Listed entries »
>>>

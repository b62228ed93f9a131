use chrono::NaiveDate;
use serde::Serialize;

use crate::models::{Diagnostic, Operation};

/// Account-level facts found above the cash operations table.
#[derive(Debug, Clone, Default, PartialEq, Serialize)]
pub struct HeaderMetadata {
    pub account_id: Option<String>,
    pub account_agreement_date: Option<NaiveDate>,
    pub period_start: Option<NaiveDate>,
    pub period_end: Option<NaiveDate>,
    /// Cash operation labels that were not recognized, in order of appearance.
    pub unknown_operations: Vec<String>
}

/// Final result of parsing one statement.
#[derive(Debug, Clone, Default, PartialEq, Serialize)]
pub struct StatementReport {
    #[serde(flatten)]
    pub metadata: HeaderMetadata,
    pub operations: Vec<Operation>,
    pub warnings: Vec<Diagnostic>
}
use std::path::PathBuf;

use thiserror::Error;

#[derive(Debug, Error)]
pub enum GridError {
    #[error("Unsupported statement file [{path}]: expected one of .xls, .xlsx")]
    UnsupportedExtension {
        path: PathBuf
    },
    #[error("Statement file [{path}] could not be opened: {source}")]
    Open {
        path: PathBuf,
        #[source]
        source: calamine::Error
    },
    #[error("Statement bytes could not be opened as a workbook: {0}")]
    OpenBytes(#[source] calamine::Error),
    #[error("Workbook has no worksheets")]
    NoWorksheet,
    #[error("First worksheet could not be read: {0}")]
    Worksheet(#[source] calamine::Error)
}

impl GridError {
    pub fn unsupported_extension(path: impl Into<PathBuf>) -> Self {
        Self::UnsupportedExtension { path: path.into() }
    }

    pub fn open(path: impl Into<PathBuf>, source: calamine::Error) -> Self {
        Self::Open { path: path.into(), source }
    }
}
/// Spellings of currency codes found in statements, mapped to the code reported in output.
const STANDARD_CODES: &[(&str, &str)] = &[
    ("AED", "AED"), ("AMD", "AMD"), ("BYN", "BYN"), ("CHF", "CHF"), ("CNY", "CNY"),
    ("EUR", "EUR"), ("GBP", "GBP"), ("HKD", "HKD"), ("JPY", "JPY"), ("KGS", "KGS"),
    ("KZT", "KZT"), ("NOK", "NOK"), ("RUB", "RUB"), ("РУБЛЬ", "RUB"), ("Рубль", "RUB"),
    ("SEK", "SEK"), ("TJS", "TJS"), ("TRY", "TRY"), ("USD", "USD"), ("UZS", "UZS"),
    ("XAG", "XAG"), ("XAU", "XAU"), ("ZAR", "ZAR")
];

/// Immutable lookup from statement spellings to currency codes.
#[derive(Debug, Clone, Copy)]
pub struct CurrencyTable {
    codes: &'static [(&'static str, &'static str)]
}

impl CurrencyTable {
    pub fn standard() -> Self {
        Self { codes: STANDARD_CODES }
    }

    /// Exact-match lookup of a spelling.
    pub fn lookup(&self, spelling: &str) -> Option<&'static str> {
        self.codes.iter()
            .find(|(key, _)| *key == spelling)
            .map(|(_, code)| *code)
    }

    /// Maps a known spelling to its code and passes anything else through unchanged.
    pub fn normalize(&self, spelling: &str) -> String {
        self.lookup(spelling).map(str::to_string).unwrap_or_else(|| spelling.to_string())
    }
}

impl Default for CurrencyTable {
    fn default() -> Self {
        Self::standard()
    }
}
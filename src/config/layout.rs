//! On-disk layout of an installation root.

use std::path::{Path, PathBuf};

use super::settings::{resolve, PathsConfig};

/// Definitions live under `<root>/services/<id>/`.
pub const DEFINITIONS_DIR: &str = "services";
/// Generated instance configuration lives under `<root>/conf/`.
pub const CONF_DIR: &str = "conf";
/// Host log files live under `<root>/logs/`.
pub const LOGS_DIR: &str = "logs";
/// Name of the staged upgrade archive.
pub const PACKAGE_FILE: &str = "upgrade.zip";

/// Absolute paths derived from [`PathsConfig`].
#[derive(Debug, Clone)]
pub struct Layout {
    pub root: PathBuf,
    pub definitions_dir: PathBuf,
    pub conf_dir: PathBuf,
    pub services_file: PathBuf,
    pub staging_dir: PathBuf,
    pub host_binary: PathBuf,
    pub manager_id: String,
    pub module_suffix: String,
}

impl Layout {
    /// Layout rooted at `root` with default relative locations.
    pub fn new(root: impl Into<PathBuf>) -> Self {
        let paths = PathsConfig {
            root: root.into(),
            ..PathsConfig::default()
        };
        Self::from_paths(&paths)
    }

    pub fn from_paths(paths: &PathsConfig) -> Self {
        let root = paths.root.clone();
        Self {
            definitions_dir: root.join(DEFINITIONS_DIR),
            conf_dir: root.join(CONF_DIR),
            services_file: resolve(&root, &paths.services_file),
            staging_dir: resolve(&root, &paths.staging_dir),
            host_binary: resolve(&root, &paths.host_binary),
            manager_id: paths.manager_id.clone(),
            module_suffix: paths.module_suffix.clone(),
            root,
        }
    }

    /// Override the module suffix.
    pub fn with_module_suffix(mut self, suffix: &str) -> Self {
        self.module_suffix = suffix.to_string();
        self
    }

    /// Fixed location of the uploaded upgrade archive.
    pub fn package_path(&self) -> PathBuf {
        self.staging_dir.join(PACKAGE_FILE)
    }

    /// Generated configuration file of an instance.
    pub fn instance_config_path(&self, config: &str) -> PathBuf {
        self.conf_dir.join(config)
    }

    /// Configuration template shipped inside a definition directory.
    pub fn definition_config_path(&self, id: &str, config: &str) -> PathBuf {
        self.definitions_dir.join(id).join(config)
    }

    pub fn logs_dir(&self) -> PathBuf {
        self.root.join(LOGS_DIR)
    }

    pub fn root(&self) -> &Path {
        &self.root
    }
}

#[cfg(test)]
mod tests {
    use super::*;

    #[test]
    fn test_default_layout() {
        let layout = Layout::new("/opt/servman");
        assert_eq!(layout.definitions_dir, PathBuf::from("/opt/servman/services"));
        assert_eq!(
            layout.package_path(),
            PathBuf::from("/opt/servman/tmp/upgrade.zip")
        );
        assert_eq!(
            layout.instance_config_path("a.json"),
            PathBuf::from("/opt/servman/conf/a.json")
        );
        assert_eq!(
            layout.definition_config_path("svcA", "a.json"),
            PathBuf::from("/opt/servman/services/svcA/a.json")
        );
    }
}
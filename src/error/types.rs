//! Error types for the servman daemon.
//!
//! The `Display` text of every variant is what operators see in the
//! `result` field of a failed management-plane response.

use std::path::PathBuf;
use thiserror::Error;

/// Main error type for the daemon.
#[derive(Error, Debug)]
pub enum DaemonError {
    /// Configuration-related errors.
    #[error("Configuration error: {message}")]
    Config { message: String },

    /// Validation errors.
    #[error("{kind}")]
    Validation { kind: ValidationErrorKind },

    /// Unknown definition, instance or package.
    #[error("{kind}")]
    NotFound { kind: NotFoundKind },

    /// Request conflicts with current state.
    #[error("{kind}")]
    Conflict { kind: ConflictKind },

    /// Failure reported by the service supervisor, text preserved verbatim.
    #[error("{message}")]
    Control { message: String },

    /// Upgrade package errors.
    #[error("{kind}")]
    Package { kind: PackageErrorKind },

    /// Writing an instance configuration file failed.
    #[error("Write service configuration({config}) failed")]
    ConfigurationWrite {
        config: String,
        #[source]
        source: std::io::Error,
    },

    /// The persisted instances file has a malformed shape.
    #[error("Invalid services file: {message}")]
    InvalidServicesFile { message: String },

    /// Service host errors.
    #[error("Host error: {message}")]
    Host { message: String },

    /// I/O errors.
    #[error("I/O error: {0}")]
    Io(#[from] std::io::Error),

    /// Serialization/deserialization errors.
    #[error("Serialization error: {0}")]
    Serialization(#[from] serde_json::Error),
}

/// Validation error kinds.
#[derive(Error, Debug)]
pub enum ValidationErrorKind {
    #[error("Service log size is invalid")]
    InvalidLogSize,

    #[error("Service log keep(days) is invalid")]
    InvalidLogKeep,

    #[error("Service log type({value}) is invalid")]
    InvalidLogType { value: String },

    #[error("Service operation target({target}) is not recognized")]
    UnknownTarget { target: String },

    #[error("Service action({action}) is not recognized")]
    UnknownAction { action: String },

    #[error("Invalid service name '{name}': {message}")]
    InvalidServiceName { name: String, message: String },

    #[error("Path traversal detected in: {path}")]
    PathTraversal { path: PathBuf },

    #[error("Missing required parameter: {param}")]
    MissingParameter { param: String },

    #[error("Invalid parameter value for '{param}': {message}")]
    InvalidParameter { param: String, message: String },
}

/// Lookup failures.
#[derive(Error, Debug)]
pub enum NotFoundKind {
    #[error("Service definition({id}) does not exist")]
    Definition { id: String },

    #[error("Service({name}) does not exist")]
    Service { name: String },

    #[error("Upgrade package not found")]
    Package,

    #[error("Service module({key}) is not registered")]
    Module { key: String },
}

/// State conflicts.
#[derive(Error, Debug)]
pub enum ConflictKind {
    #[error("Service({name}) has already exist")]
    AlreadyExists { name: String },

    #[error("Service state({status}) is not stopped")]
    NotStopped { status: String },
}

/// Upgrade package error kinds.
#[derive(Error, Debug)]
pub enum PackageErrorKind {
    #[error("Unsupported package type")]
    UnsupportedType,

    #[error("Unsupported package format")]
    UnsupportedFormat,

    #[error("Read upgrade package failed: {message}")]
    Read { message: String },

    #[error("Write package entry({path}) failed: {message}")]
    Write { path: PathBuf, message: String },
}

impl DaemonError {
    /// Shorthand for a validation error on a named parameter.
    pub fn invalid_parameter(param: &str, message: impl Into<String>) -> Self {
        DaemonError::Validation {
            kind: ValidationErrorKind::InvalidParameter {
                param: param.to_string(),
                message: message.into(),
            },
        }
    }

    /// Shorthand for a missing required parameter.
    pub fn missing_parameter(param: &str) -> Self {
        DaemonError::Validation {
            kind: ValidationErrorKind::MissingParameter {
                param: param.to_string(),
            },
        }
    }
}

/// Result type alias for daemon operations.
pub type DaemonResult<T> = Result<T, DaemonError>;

<<<

What is expected » Extract the lines of the preceding material that run from the line with "of an instance." through the line with "a definition directory.", inclusive, reproducing them exactly and adding nothing.

Solved exercise »
    /// Generated configuration file of an instance.
    pub fn instance_config_path(&self, config: &str) -> PathBuf {
        self.conf_dir.join(config)
    }

    /// Configuration template shipped inside a definition directory.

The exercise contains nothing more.